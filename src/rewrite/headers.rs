//! Response header transformation.

use axum::http::header::{HeaderMap, HeaderValue, CONTENT_SECURITY_POLICY, LOCATION};

use crate::rewrite::location::{rewrite_location, LocationRewrite};

/// Build the client-facing header set from the upstream one.
///
/// `Content-Security-Policy` is always dropped; `Location` goes through the
/// route's origin rules. Every other header keeps its name, value and order.
pub fn response_headers(upstream: &HeaderMap, location_rules: &[LocationRewrite]) -> HeaderMap {
    let mut out = HeaderMap::with_capacity(upstream.len());

    for (name, value) in upstream {
        if name == CONTENT_SECURITY_POLICY {
            continue;
        }

        if name == LOCATION && !location_rules.is_empty() {
            out.append(name.clone(), rewritten_location(value, location_rules));
            continue;
        }

        out.append(name.clone(), value.clone());
    }

    out
}

fn rewritten_location(value: &HeaderValue, rules: &[LocationRewrite]) -> HeaderValue {
    let Ok(location) = value.to_str() else {
        return value.clone();
    };
    HeaderValue::from_str(&rewrite_location(location, rules)).unwrap_or_else(|_| value.clone())
}

#[cfg(test)]
mod tests {
    use super::*;
    use axum::http::header::{CONTENT_LENGTH, CONTENT_TYPE, SET_COOKIE};

    fn upstream() -> HeaderMap {
        let mut headers = HeaderMap::new();
        headers.insert(CONTENT_TYPE, HeaderValue::from_static("text/html"));
        headers.insert(
            CONTENT_SECURITY_POLICY,
            HeaderValue::from_static("default-src 'self'"),
        );
        headers.insert(LOCATION, HeaderValue::from_static("https://en.wikipedia.org/Dog"));
        headers.append(SET_COOKIE, HeaderValue::from_static("a=1"));
        headers.append(SET_COOKIE, HeaderValue::from_static("b=2"));
        headers.insert(CONTENT_LENGTH, HeaderValue::from_static("42"));
        headers
    }

    #[test]
    fn test_strips_csp_without_rules() {
        let out = response_headers(&upstream(), &[]);
        assert!(out.get(CONTENT_SECURITY_POLICY).is_none());
        assert_eq!(out.get(LOCATION).unwrap(), "https://en.wikipedia.org/Dog");
        assert_eq!(out.get(CONTENT_LENGTH).unwrap(), "42");
    }

    #[test]
    fn test_rewrites_location_and_keeps_multi_values() {
        let rules = [LocationRewrite::new(
            "https://en.wikipedia.org",
            "https://wiki.example.com",
        )];
        let out = response_headers(&upstream(), &rules);

        assert_eq!(out.get(LOCATION).unwrap(), "https://wiki.example.com/Dog");
        let cookies: Vec<_> = out.get_all(SET_COOKIE).iter().collect();
        assert_eq!(cookies, vec!["a=1", "b=2"]);
    }
}
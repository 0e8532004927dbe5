//! Subdomain reverse proxy library.

pub mod config;
pub mod error;
pub mod http;
pub mod lifecycle;
pub mod observability;
pub mod proxy;
pub mod rewrite;
pub mod routing;
pub mod security;

pub use config::schema::ProxyConfig;
pub use http::HttpServer;
pub use lifecycle::Shutdown;
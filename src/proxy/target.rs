//! Upstream request targets.

use axum::http::uri::{PathAndQuery, Uri};
use axum::http::HeaderValue;
use url::{Position, Url};

use crate::error::ProxyError;

/// Where an upstream request goes and the `Host` it carries.
#[derive(Debug, Clone)]
pub struct UpstreamTarget {
    pub uri: Uri,
    pub host: HeaderValue,
}

impl UpstreamTarget {
    /// Route target: the rule's origin with the inbound path and query
    /// copied verbatim.
    pub fn for_route(origin: &Url, inbound: &Uri) -> Result<Self, ProxyError> {
        let path_and_query = inbound
            .path_and_query()
            .cloned()
            .unwrap_or_else(|| PathAndQuery::from_static("/"));
        Self::build(origin, path_and_query)
    }

    /// Fetch target: an absolute URL taken as a whole.
    pub fn for_url(url: &Url) -> Result<Self, ProxyError> {
        let path_and_query: PathAndQuery = url[Position::BeforePath..Position::AfterQuery]
            .parse()
            .map_err(|e: axum::http::uri::InvalidUri| ProxyError::UpstreamTarget(e.into()))?;
        Self::build(url, path_and_query)
    }

    fn build(origin: &Url, path_and_query: PathAndQuery) -> Result<Self, ProxyError> {
        let authority = authority(origin);
        let uri = Uri::builder()
            .scheme(origin.scheme())
            .authority(authority.as_str())
            .path_and_query(path_and_query)
            .build()?;
        let host = HeaderValue::from_str(&authority)
            .map_err(|e| ProxyError::UpstreamTarget(e.into()))?;
        Ok(Self { uri, host })
    }
}

/// `host[:port]`, with the port only when it differs from the scheme default.
fn authority(url: &Url) -> String {
    let host = url.host_str().unwrap_or_default();
    match url.port() {
        Some(port) => format!("{host}:{port}"),
        None => host.to_string(),
    }
}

- - - -

__Directions__. Repeat, word for word, the lines from the start of the records to the line that contains "value and order.", both of them included, and no others.

__Completed task__.
filename src/rewrite/headers.rs
//! Response header transformation.

use axum::http::header::{HeaderMap, HeaderValue, CONTENT_SECURITY_POLICY, LOCATION};

use crate::rewrite::location::{rewrite_location, LocationRewrite};

/// Build the client-facing header set from the upstream one.
///
/// `Content-Security-Policy` is always dropped; `Location` goes through the
/// route's origin rules. Every other header keeps its name, value and order.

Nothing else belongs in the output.